Chuck Beatty

No. 37, 31, 44
- Position: Safety

Personal information
- Born: February 8, 1946 (age 80) Midlothian, Texas, U.S.
- Listed height: 6 ft 2 in (1.88 m)
- Listed weight: 200 lb (91 kg)

Career information
- High school: Turner (Waxahachie, Texas)
- College: North Texas State (1965-1968)
- NFL draft: 1969: 7th round, 160th overall pick

Career history
- Pittsburgh Steelers (1969–1972); St. Louis Cardinals (1972); Florida Blazers (1974); San Antonio Wings (1975);

Career NFL statistics
- Interceptions: 4
- Touchdowns: 1
- Stats at Pro Football Reference

= Chuck Beatty =

American football player and politician (born 1946)

Charles Beatty (born February 8, 1946) is an American politician and former professional football player. He played in the National Football League (NFL) for four seasons.

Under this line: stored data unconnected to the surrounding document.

// src/inspector.rs

//! Tools for inspecting the generated layout of an example type.
//! Useful for debugging namespace grouping and marshaller resolution.
//!
//! ```rust
//! use featwire::{FeatureExample, inspector::SchemaInspector};
//!
//! #[derive(FeatureExample)]
//! struct Ad {
//!     #[featwire(namespace = "ad")]
//!     price: f64,
//! }
//!
//! let report = SchemaInspector::inspect::<Ad>().unwrap();
//! assert_eq!(report.namespaces.len(), 1);
//! assert_eq!(report.namespaces[0].features[0].name, "price");
//! println!("{report}");
//! ```

use std::fmt;

use serde::Serialize;

use crate::compile::{OutputKind, compiled};
use crate::descriptor::{FeatureDescriptor, Namespace, ValueShape};
use crate::error::Result;
use crate::marshal::{MarshallerHandle, MarshallerRegistry, Resolution};
use crate::schema::FeatureExample;

/// A structural report of one example type.
#[derive(Debug, Clone, Serialize)]
pub struct SchemaReport {
    /// Example type name.
    pub example: &'static str,
    /// Namespaces in emission order.
    pub namespaces: Vec<NamespaceInfo>,
    /// Member path of the label, if any.
    pub label: Option<&'static str>,
    /// The action-dependent collection, if any.
    pub action_dependent: Option<ActionInfo>,
}

/// The action-dependent member of a multi-line example.
#[derive(Debug, Clone, Serialize)]
pub struct ActionInfo {
    /// Member path of the collection.
    pub member: &'static str,
    /// Candidate type name.
    pub candidate: &'static str,
}

/// One generated namespace.
#[derive(Debug, Clone, Serialize)]
pub struct NamespaceInfo {
    /// Text header, e.g. `|aUser`.
    pub header: String,
    /// Group character and escaped name.
    pub full_name: String,
    /// Whether the namespace holds a single dense feature.
    pub dense: bool,
    /// Features in emission order.
    pub features: Vec<FeatureInfo>,
}

impl NamespaceInfo {
    pub(crate) fn new(namespace: &Namespace, dense: bool) -> Self {
        Self {
            header: namespace.header().to_owned(),
            full_name: namespace.full_name().to_owned(),
            dense,
            features: Vec::new(),
        }
    }
}

/// One feature and the marshaller bound to it.
#[derive(Debug, Clone, Serialize)]
pub struct FeatureInfo {
    /// Feature name.
    pub name: String,
    /// Dotted member path from the example root.
    pub path: String,
    /// Declared value type.
    pub value_type: &'static str,
    /// Shape classification.
    pub shape: ValueShape,
    /// Sort key inside the namespace.
    pub order: i32,
    /// Whether some step of the member chain may be absent.
    pub nullable: bool,
    /// How the marshaller was found.
    pub resolution: Resolution,
    /// Marshaller type name.
    pub marshaller: &'static str,
}

impl FeatureInfo {
    pub(crate) fn new<R>(
        descriptor: &FeatureDescriptor<R>,
        resolution: Resolution,
        marshaller: &MarshallerHandle,
    ) -> Self {
        Self {
            name: descriptor.name().to_owned(),
            path: descriptor.path().to_owned(),
            value_type: descriptor.value_type().name(),
            shape: descriptor.shape(),
            order: descriptor.order(),
            nullable: descriptor.is_nullable_chain(),
            resolution,
            marshaller: marshaller.describe(),
        }
    }
}

/// The featwire schema inspector.
#[derive(Debug)]
pub struct SchemaInspector;

impl SchemaInspector {
    /// Reports the layout of `T` with built-in marshallers only.
    ///
    /// # Errors
    /// Schema errors of `T`.
    pub fn inspect<T: FeatureExample>() -> Result<SchemaReport> {
        Self::inspect_with::<T>(&MarshallerRegistry::new())
    }

    /// Reports the layout of `T` as resolved against `registry`.
    ///
    /// # Errors
    /// Schema errors of `T`.
    pub fn inspect_with<T: FeatureExample>(registry: &MarshallerRegistry) -> Result<SchemaReport> {
        let serializer = compiled::<T>(OutputKind::Native, registry)?;
        Ok(SchemaReport {
            example: serializer.example(),
            namespaces: serializer.layout().to_vec(),
            label: serializer.label_member(),
            action_dependent: serializer
                .action_member()
                .map(|(member, candidate)| ActionInfo { member, candidate }),
        })
    }
}

impl fmt::Display for SchemaReport {
    fn fmt(&self, f: &mut fmt::Formatter<'_>) -> fmt::Result {
        writeln!(f, "=== FEATWIRE SCHEMA REPORT ===")?;
        writeln!(f, "Example:  {}", self.example)?;
        if let Some(label) = self.label {
            writeln!(f, "Label:    {label}")?;
        }
        if let Some(action) = &self.action_dependent {
            writeln!(f, "Actions:  {} ({})", action.member, action.candidate)?;
        }
        writeln!(f, "\n[NAMESPACES]")?;
        for (i, namespace) in self.namespaces.iter().enumerate() {
            namespace.fmt_tree(f, i + 1 == self.namespaces.len())?;
        }
        Ok(())
    }
}

impl NamespaceInfo {
    fn fmt_tree(&self, f: &mut fmt::Formatter<'_>, is_last: bool) -> fmt::Result {
        let connector = if is_last { "└── " } else { "├── " };
        let child_prefix = if is_last { "    " } else { "│   " };
        let dense = if self.dense { " [dense]" } else { "" };
        writeln!(f, "{connector}{}{dense}", self.header)?;

        for (i, feature) in self.features.iter().enumerate() {
            let branch = if i + 1 == self.features.len() { "└── " } else { "├── " };
            let nullable = if feature.nullable { "?" } else { "" };
            writeln!(
                f,
                "{child_prefix}{branch}{} <- {}{nullable}: {} | {:?} via {}",
                feature.name, feature.path, feature.value_type, feature.resolution, feature.marshaller
            )?;
        }
        Ok(())
    }
}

==Early life and college==
Beatty was born in Midlothian, but grew up mainly in nearby Waxahachie, Texas. After graduating from Turner High School in Waxahachie, Beatty went on to attend the North Texas State University (now University of North Texas). At North Texas State and later in the NFL with the Steelers, he was a teammate of star defensive tackle Joe Greene, and he served as best man at Greene's wedding.

==Professional career==
Beatty was selected in the seventh round of the 1969 NFL/AFL draft. He was the second North Texas State player to be selected by the Pittsburgh Steelers in that draft — the first being the team's first-round selection Joe Greene.

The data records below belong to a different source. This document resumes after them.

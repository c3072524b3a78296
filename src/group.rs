//! Namespace grouping.
//!
//! Descriptors sharing `(namespace, group, dense)` end up in one [`NamespaceGroup`]. Groups
//! keep the order in which they were first seen; features inside a group are stably sorted
//! by their declared `order`.

use std::collections::HashMap;

use crate::descriptor::{FeatureDescriptor, Namespace};
use crate::error::SchemaError;

type GroupKey = (Option<&'static str>, Option<char>, bool);

/// Features that share one engine namespace.
#[derive(Debug)]
pub struct NamespaceGroup<R> {
    /// Namespace name.
    pub namespace: Option<&'static str>,
    /// Feature group tag.
    pub group: Option<char>,
    /// Whether this group holds a dense vector.
    pub dense: bool,
    /// Members, in emission order.
    pub features: Vec<FeatureDescriptor<R>>,
}

impl<R> NamespaceGroup<R> {
    /// Runtime namespace for this group.
    pub fn to_namespace(&self) -> Namespace {
        Namespace::new(self.namespace, self.group)
    }
}

/// Groups descriptors into namespaces.
///
/// # Errors
/// * [`SchemaError::MultipleDenseFeatures`] when a dense namespace receives two features.
/// * [`SchemaError::MixedNamespace`] when a namespace mixes dense and sparse features.
pub fn group_namespaces<R>(
    example: &'static str,
    descriptors: Vec<FeatureDescriptor<R>>,
) -> Result<Vec<NamespaceGroup<R>>, SchemaError> {
    let mut groups: Vec<NamespaceGroup<R>> = Vec::new();
    let mut index: HashMap<GroupKey, usize> = HashMap::new();

    for descriptor in descriptors {
        let key = (
            descriptor.namespace,
            descriptor.group,
            descriptor.shape().is_dense(),
        );
        match index.get(&key) {
            Some(&slot) => {
                if let Some(group) = groups.get_mut(slot) {
                    group.features.push(descriptor);
                }
            }
            None => {
                index.insert(key, groups.len());
                groups.push(NamespaceGroup {
                    namespace: key.0,
                    group: key.1,
                    dense: key.2,
                    features: vec![descriptor],
                });
            }
        }
    }

    for group in &groups {
        if group.dense && index.contains_key(&(group.namespace, group.group, false)) {
            return Err(SchemaError::MixedNamespace {
                example,
                namespace: group.to_namespace().full_name().to_owned(),
            });
        }
        if group.dense && group.features.len() > 1 {
            return Err(SchemaError::MultipleDenseFeatures {
                example,
                namespace: group.to_namespace().full_name().to_owned(),
                members: group.features.iter().map(|f| f.path().to_owned()).collect(),
            });
        }
    }

    for group in &mut groups {
        group.features.sort_by_key(|feature| feature.order());
    }

    Ok(groups)
}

Beatty played nearly four seasons for the Steelers before finishing his NFL career with the St. Louis Cardinals in 1972. In 1974, he played for the Florida Blazers of the World Football League (WFL).

==Post-football career==
Beatty served as an executive of the Boy Scouts of America for 30 years. In 1995, he was elected to the city council of Waxahachie. He was appointed by the council in 1997 to serve as mayor, a position he held for the next five years. As of 2010, he continues to serve as a city councilman. He served on the board of regents of his alma mater, the University of North Texas from 2002 through 2006.

==Personal life==
Beatty is a widower (Rosalind) and has two children, Lauren Odette Beatty and Charles Brandon Beatty. He was inducted into the Texas Black Sports Hall of Fame in 2002 and to the University of North Texas Sports Hall of Fame in 2003.